Yes, Virginia, people are still making arty, independent, small-scale dramas, despite the way it sometimes seems. In fact, there's a massive wave of them this spring, more of them than I can possibly cover with justice. In honor of Pawlikowski's gripe, then, a special all-drama (and almost all-French) edition of Beyond the Multiplex, loaded with kinky sex. We've got a transsexual involved in a melancholy ménage à trois, some highly inappropriate maternal affection, a hunky fiancé with a secret (or two), possibly the first horror movie in history with a lesbian protagonist, and a rape scene that's no less upsetting because the two people are married (or were until a few minutes earlier).
Most moviegoers, most of the time, are in search of familiarity, not originality, and the two movies I saw last week that feel like potential indie hits are variations on highly familiar themes. Pierre Salvadori's "Après Vous" is a Parisian romantic comedy with enjoyable acting and just enough Gallic acidity not to seem cloying, while Chris Terrio's "Heights" is a talky Manhattan comedy of manners of a certain old-fashioned sort (spelled W-O-O-D-Y).
Neither one of those is likely to make my 10-best list for the year; they're breezy entertainments that come and go pleasantly enough, without rattling your cage or insulting your intelligence. Hey, that's no crime. Not even the most adventurous cinéaste wants to sit through Tarkovsky's "Stalker" while snuggled under a blanket with that special someone on a February night. (Unless the two of you desperately need some shut-eye.)
More challenging films, like "My Summer of Love" or François Ozon's "5x2" or Sébastien Lifshitz's "Wild Side," are destined to find their audiences in this country little by little, trickling from the big cities and college towns down (or rather up) to Netflix and Amazon. As someone in the business patiently explained to me this week, the market for art films is mainly on DVD these days. Many foreign films are released in U.S. theaters almost as a loss leader: Critics review them, they get advertised in the New York Times, a few urban culture-vulture types (ahem) go see them, and you've created, as they say, market awareness.

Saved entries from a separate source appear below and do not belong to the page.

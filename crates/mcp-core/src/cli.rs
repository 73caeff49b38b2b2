//! CLI-specific types shared by the workspace binaries.
//!
//! # Examples
//!
//! ```
//! use codebase_mcp_core::cli::{ExitCode, OutputFormat};
//!
//! let format = OutputFormat::Pretty;
//! assert_eq!(format.as_str(), "pretty");
//!
//! let code = ExitCode::SUCCESS;
//! assert_eq!(code.as_i32(), 0);
//! ```

use std::fmt;
use std::str::FromStr;

/// CLI output format.
///
/// All formats carry the same information with different presentation.
///
/// # Examples
///
/// ```
/// use codebase_mcp_core::cli::OutputFormat;
///
/// let format: OutputFormat = "json".parse().unwrap();
/// assert_eq!(format, OutputFormat::Json);
/// ```
#[derive(Debug, Clone, Copy, PartialEq, Eq, Hash, Default)]
pub enum OutputFormat {
    /// JSON output for machine parsing
    Json,
    /// Plain text output for scripts and CI logs
    Text,
    /// Pretty-printed output with colors for human reading
    #[default]
    Pretty,
}

impl OutputFormat {
    /// Returns the string representation of the format.
    #[must_use]
    pub const fn as_str(&self) -> &'static str {
        match self {
            Self::Json => "json",
            Self::Text => "text",
            Self::Pretty => "pretty",
        }
    }
}

impl fmt::Display for OutputFormat {
    fn fmt(&self, f: &mut fmt::Formatter<'_>) -> fmt::Result {
        f.write_str(self.as_str())
    }
}

impl FromStr for OutputFormat {
    type Err = crate::Error;

    fn from_str(s: &str) -> Result<Self, Self::Err> {
        match s.to_lowercase().as_str() {
            "json" => Ok(Self::Json),
            "text" => Ok(Self::Text),
            "pretty" => Ok(Self::Pretty),
            _ => Err(crate::Error::InvalidArgument(format!(
                "invalid output format: '{s}' (expected: json, text, or pretty)"
            ))),
        }
    }
}

/// CLI exit code with semantic meaning.
///
/// The performance harness reports pass as 0 and any failure (budget
/// exceeded, migration error, data loss) as 1, so it can gate CI directly.
///
/// # Examples
///
/// ```
/// use codebase_mcp_core::cli::ExitCode;
///
/// assert!(ExitCode::SUCCESS.is_success());
/// assert!(!ExitCode::FAILURE.is_success());
/// assert_eq!(ExitCode::SKIPPED.as_i32(), 3);
/// ```
#[derive(Debug, Clone, Copy, PartialEq, Eq, Hash)]
pub struct ExitCode(i32);

impl ExitCode {
    /// Successful execution (exit code 0).
    pub const SUCCESS: Self = Self(0);

    /// Check failed or command errored (exit code 1).
    pub const FAILURE: Self = Self(1);

    /// Invalid input or arguments (exit code 2).
    pub const INVALID_INPUT: Self = Self(2);

    /// Environment not prepared, nothing was measured (exit code 3).
    pub const SKIPPED: Self = Self(3);

    /// Returns the exit code as an integer.
    #[must_use]
    pub const fn as_i32(&self) -> i32 {
        self.0
    }

    /// Checks if the exit code represents success.
    #[must_use]
    pub const fn is_success(&self) -> bool {
        self.0 == 0
    }
}

#[cfg(test)]
mod tests {
    use super::*;

    #[test]
    fn test_output_format_as_str() {
        assert_eq!(OutputFormat::Json.as_str(), "json");
        assert_eq!(OutputFormat::Text.as_str(), "text");
        assert_eq!(OutputFormat::Pretty.as_str(), "pretty");
    }

    #[test]
    fn test_output_format_default() {
        assert_eq!(OutputFormat::default(), OutputFormat::Pretty);
    }

    #[test]
    fn test_output_format_from_str_case_insensitive() {
        assert_eq!("JSON".parse::<OutputFormat>().unwrap(), OutputFormat::Json);
        assert_eq!("Text".parse::<OutputFormat>().unwrap(), OutputFormat::Text);
        assert_eq!(
            "pretty".parse::<OutputFormat>().unwrap(),
            OutputFormat::Pretty
        );
    }

    #[test]
    fn test_output_format_from_str_invalid() {
        let err = "yaml".parse::<OutputFormat>().unwrap_err();
        assert!(err.to_string().contains("invalid output format"));
    }

    #[test]
    fn test_exit_code_constants() {
        assert_eq!(ExitCode::SUCCESS.as_i32(), 0);
        assert_eq!(ExitCode::FAILURE.as_i32(), 1);
        assert_eq!(ExitCode::INVALID_INPUT.as_i32(), 2);
        assert_eq!(ExitCode::SKIPPED.as_i32(), 3);
    }

    #[test]
    fn test_exit_code_success() {
        assert!(ExitCode::SUCCESS.is_success());
        assert!(!ExitCode::SKIPPED.is_success());
    }
}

Is the audience for so-called difficult movies like these just smaller than it used to be, in our God-haunted nation? It sure feels like it, but one should be careful with Cassandra-like pronouncements. Sooner or later the current craze for reality cinema will burn itself out, and sometime later this decade, or in the next, you'll be reading about yet another indie-film renaissance. In the meantime, Pawlikowski and directors like him all over the world need your support. You can watch a real damn movie, or you can turn the page.